- Born: September 14, 1907 New York City, U.S.
- Died: April 20, 1944 (aged 36) New York City, U.S.
- Occupation: Actress
- Spouse: James A. Murray
- Children: 1

= Betty Morrissey =

American film actress

Betty Morrissey (September 14, 1907 - April 20, 1944) was an American film actress. She appeared in 12 films between 1923 and 1931. She was born and died in New York City.

Morrissey's mother was Anna Morrissey. She was educated in Brooklyn's public schools before she moved to Hollywood in the early 1920s.

Morrissey was discovered by Erich von Stroheim and appeared in some of his films. She plays the feminine lead in The Leather Pusher series which stars Reginald Denny. She also appeared with Denny in 1925's Skinner's Dress Suit in which she did a Charleston-style dance. She had roles in The Gold Rush starring Charlie Chaplin as well as A Woman of Paris.

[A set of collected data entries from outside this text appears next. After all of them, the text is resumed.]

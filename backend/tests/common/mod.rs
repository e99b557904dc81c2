#![allow(dead_code)]
use std::{net::SocketAddr, sync::Arc};

use async_trait::async_trait;
use serde_json::json;
use uuid::Uuid;

use timesheet_backend::{
    api,
    error::ScheduleError,
    models::{
        employee::Employee,
        schedule::{ScheduleDay, WorkScheduleConfig},
    },
    schedule::ScheduleSettings,
    store::MemoryStore,
    submission::{LoggingSubmitter, ScheduleSubmitter},
    AppState,
};

/// Refuses every month, as a remote endpoint answering with an error would.
pub struct RejectingSubmitter;

#[async_trait]
impl ScheduleSubmitter for RejectingSubmitter {
    async fn submit(&self, _employee_id: Uuid, _days: &[ScheduleDay]) -> Result<(), ScheduleError> {
        Err(ScheduleError::SubmissionRejected("503 Service Unavailable".into()))
    }
}

/// Spin up a real Axum server on a random port backed by a fresh in-memory
/// store, returning its address and the store.
pub async fn setup_test_app() -> (SocketAddr, Arc<MemoryStore>) {
    setup_test_app_with(Arc::new(LoggingSubmitter)).await
}

pub async fn setup_test_app_with(
    submitter: Arc<dyn ScheduleSubmitter>,
) -> (SocketAddr, Arc<MemoryStore>) {
    let store = Arc::new(MemoryStore::new());

    let state = AppState {
        store: store.clone(),
        submitter,
        settings: ScheduleSettings::default(),
    };

    let app = api::router(state);

    let listener = tokio::net::TcpListener::bind("127.0.0.1:0")
        .await
        .expect("Failed to bind to random port");
    let addr = listener.local_addr().unwrap();

    tokio::spawn(async move {
        axum::serve(listener, app).await.unwrap();
    });

    (addr, store)
}

/// Build a reqwest client (reusable across requests in a test).
pub fn http_client() -> reqwest::Client {
    reqwest::Client::new()
}

pub fn config(value: serde_json::Value) -> WorkScheduleConfig {
    serde_json::from_value(value).expect("Invalid schedule config fixture")
}

/// Monday to Friday, 09:00 to 18:00.
pub fn office_schedule() -> WorkScheduleConfig {
    config(json!({
        "type": "5/2",
        "start_time": "09:00",
        "end_time": "18:00",
        "work_days": [1, 2, 3, 4, 5],
    }))
}

pub fn rotating_schedule(kind: &str, start: &str, end: &str, hours: f64) -> WorkScheduleConfig {
    config(json!({
        "type": kind,
        "start_time": start,
        "end_time": end,
        "shift_duration_hours": hours,
    }))
}

/// Three blocks: five day shifts, five late shifts and three 24h shifts,
/// each followed by days off. The cycle is 20 days long.
pub fn complex_schedule() -> WorkScheduleConfig {
    let day = |start: &str, end: &str| {
        json!({ "start_time": start, "end_time": end, "work_hours": 8.0 })
    };
    let long_day = json!({
        "start_time": "16:00",
        "end_time": "16:00",
        "overnight": true,
        "work_hours": 22.0,
        "breaks": [
            { "name": "dinner", "start": "19:00", "end": "19:30" },
            { "name": "tea", "start": "21:00", "end": "21:15" },
        ],
        "overnight_breaks": [
            { "name": "night", "start": "02:00", "end": "02:30" },
            { "name": "lunch", "start": "11:00", "end": "11:30" },
        ],
    });

    config(json!({
        "type": "flexible",
        "start_time": "09:00",
        "end_time": "18:00",
        "is_complex": true,
        "complex_schedule": {
            "id": 7,
            "name": "Plant rota",
            "blocks": [
                { "work_days": vec![day("09:00", "18:00"); 5], "off_days": 2 },
                { "work_days": vec![day("11:00", "20:00"); 5], "off_days": 2 },
                { "work_days": vec![long_day; 3], "off_days": 3 },
            ],
        },
    }))
}

pub fn employee_with(schedule: WorkScheduleConfig) -> Employee {
    Employee {
        id: Uuid::new_v4(),
        name: "Aigerim Sadykova".into(),
        position: "Operator".into(),
        department: "Production".into(),
        company_id: Uuid::new_v4(),
        location: None,
        face_id: None,
        schedule,
        is_active: true,
    }
}

/// Create a company through the API. Returns its ID.
pub async fn create_company(addr: SocketAddr) -> Uuid {
    let resp = http_client()
        .post(format!("http://{}/api/companies", addr))
        .json(&json!({ "name": "Test Company" }))
        .send()
        .await
        .unwrap();
    assert_eq!(resp.status(), 200, "Company creation should return 200");

    let body: serde_json::Value = resp.json().await.unwrap();
    body["id"].as_str().unwrap().parse().unwrap()
}

/// Create an employee through the API. Returns its ID.
pub async fn create_employee(
    addr: SocketAddr,
    company_id: Uuid,
    schedule: &WorkScheduleConfig,
) -> Uuid {
    let resp = http_client()
        .post(format!("http://{}/api/employees", addr))
        .json(&json!({
            "name": "Test Employee",
            "company_id": company_id,
            "schedule": schedule,
        }))
        .send()
        .await
        .unwrap();
    assert_eq!(resp.status(), 200, "Employee creation should return 200");

    let body: serde_json::Value = resp.json().await.unwrap();
    body["id"].as_str().unwrap().parse().unwrap()
}
use std::sync::Arc;

use axum::{
    extract::{Path, Query, State},
    Json,
};
use rand::{rngs::StdRng, SeedableRng};
use time::{Date, OffsetDateTime};
use uuid::Uuid;
use validator::Validate;

use crate::{
    error::Result,
    models::{
        attendance::{
            Attendance, AttendanceStats, CheckInEvent, CheckInResponse, SynthesisSummary,
            SynthesizeRequest,
        },
        common::MonthParams,
        employee::{Employee, EmployeeFilter},
        schedule::ScheduleDay,
    },
    schedule::{
        calculate_stats, fill_missing, generate_month, merge_check_in,
        synthesize as synthesize_month, CheckIn, HolidayCalendar, ScheduleSettings, WorkSchedule,
    },
    store::{stored_day, Store},
};

use super::{employees::fetch, schedule::holiday_calendar};

/// The schedule day for `date`: the committed one if the month was generated,
/// otherwise computed on the fly without storing it.
async fn schedule_day(
    store: &dyn Store,
    employee: &Employee,
    calendar: &HolidayCalendar,
    date: Date,
    settings: &ScheduleSettings,
) -> Result<Option<ScheduleDay>> {
    if let Some(day) = stored_day(store, employee.id, date).await? {
        return Ok(Some(day));
    }
    let days = generate_month(
        employee,
        date.year(),
        u8::from(date.month()),
        calendar,
        settings,
    )?;
    Ok(days.into_iter().find(|d| d.date == date))
}

pub async fn check_in(
    State(store): State<Arc<dyn Store>>,
    State(settings): State<ScheduleSettings>,
    Json(event): Json<CheckInEvent>,
) -> Result<Json<CheckInResponse>> {
    event.validate()?;

    let employee = fetch(store.as_ref(), event.employee_id).await?;
    let schedule = WorkSchedule::try_from(&employee.schedule)?;
    let calendar = holiday_calendar(store.as_ref()).await?;

    let reading = CheckIn::resolve(&event, settings.utc_offset, None, &schedule.tolerances)?;

    // An overnight shift still open from the day before takes this reading as
    // its check-out.
    if let Some(previous) = reading.date.previous_day() {
        if let Some(open) = store
            .get_attendance(employee.id, previous)
            .await?
            .filter(Attendance::is_open)
        {
            let overnight = schedule_day(store.as_ref(), &employee, &calendar, previous, &settings)
                .await?
                .is_some_and(|d| d.is_work_day && d.overnight);
            if overnight {
                let attendance = merge_check_in(Some(&open), &reading);
                store.upsert_attendance(&attendance).await?;
                tracing::info!(
                    employee_id = %employee.id,
                    date = %previous,
                    "Overnight shift closed"
                );
                return Ok(Json(CheckInResponse {
                    attendance,
                    verdict: None,
                }));
            }
        }
    }

    let day = schedule_day(store.as_ref(), &employee, &calendar, reading.date, &settings).await?;
    let reading = CheckIn::resolve(
        &event,
        settings.utc_offset,
        day.as_ref(),
        &schedule.tolerances,
    )?;
    let existing = store.get_attendance(employee.id, reading.date).await?;
    let attendance = merge_check_in(existing.as_ref(), &reading);
    store.upsert_attendance(&attendance).await?;

    let verdict = if attendance.check_out.is_some() {
        None
    } else {
        reading.verdict
    };
    if let Some(v) = verdict.filter(|v| !v.valid) {
        tracing::warn!(
            employee_id = %employee.id,
            late_minutes = v.late_minutes,
            "Check-in outside the arrival window: {:?}",
            v.status
        );
    }

    Ok(Json(CheckInResponse {
        attendance,
        verdict,
    }))
}

pub async fn list(
    State(store): State<Arc<dyn Store>>,
    Path(id): Path<Uuid>,
    Query(params): Query<MonthParams>,
) -> Result<Json<Vec<Attendance>>> {
    params.validate()?;
    fetch(store.as_ref(), id).await?;

    Ok(Json(
        store.list_attendance(id, params.year, params.month).await?,
    ))
}

pub async fn stats(
    State(store): State<Arc<dyn Store>>,
    State(settings): State<ScheduleSettings>,
    Path(id): Path<Uuid>,
    Query(params): Query<MonthParams>,
) -> Result<Json<AttendanceStats>> {
    params.validate()?;
    let employee = fetch(store.as_ref(), id).await?;
    let schedule = WorkSchedule::try_from(&employee.schedule)?;

    let days = match store.load_schedule(id, params.year, params.month).await? {
        Some(days) => days,
        None => {
            let calendar = holiday_calendar(store.as_ref()).await?;
            generate_month(&employee, params.year, params.month, &calendar, &settings)?
        }
    };
    let records = store.list_attendance(id, params.year, params.month).await?;

    Ok(Json(calculate_stats(&days, schedule.nominal_hours(), &records)))
}

/// Fills the month with synthetic attendance for every active employee,
/// leaving existing records untouched.
pub async fn synthesize(
    State(store): State<Arc<dyn Store>>,
    State(settings): State<ScheduleSettings>,
    Json(req): Json<SynthesizeRequest>,
) -> Result<Json<SynthesisSummary>> {
    req.validate()?;

    let today = OffsetDateTime::now_utc().to_offset(settings.utc_offset).date();
    let mut rng = match req.seed {
        Some(seed) => StdRng::seed_from_u64(seed),
        None => StdRng::from_entropy(),
    };

    let employees = store.list_employees(&EmployeeFilter::active()).await?;
    let mut summary = SynthesisSummary {
        employees: employees.len(),
        ..SynthesisSummary::default()
    };

    for employee in &employees {
        let drawn = synthesize_month(employee, req.year, req.month, today, &settings, &mut rng);
        let drawn = match drawn {
            Ok(drawn) => drawn,
            Err(e) => {
                tracing::warn!(employee_id = %employee.id, "Skipping attendance synthesis: {}", e);
                summary.skipped.push(employee.id);
                continue;
            }
        };
        let existing = store.list_attendance(employee.id, req.year, req.month).await?;
        for record in fill_missing(&existing, drawn) {
            store.upsert_attendance(&record).await?;
            summary.created += 1;
        }
    }

    tracing::info!(
        employees = summary.employees,
        created = summary.created,
        "Attendance synthesized"
    );
    Ok(Json(summary))
}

She left the motion picture industry in 1928 when she married James A. Murray. Murray became a first lieutenant and trial judge advocate at the army air base in Santa Ana, California. Morrissey died at St. Clare's Hospital in New York City under the name Mrs. Elizabeth Murray on April 20, 1944, aged 36.

The Murrays had a son.

==Selected filmography==
- A Woman of Paris (1923)
- The Fast Worker (1924)
- What Shall I Do? (1924)
- Virtue's Revolt (1924)
- Turned Up (1924)
- Traffic in Hearts (1924)
- Lady of the Night (1925)
- The Desert Demon (1925)
- Honor Among Lovers (1931)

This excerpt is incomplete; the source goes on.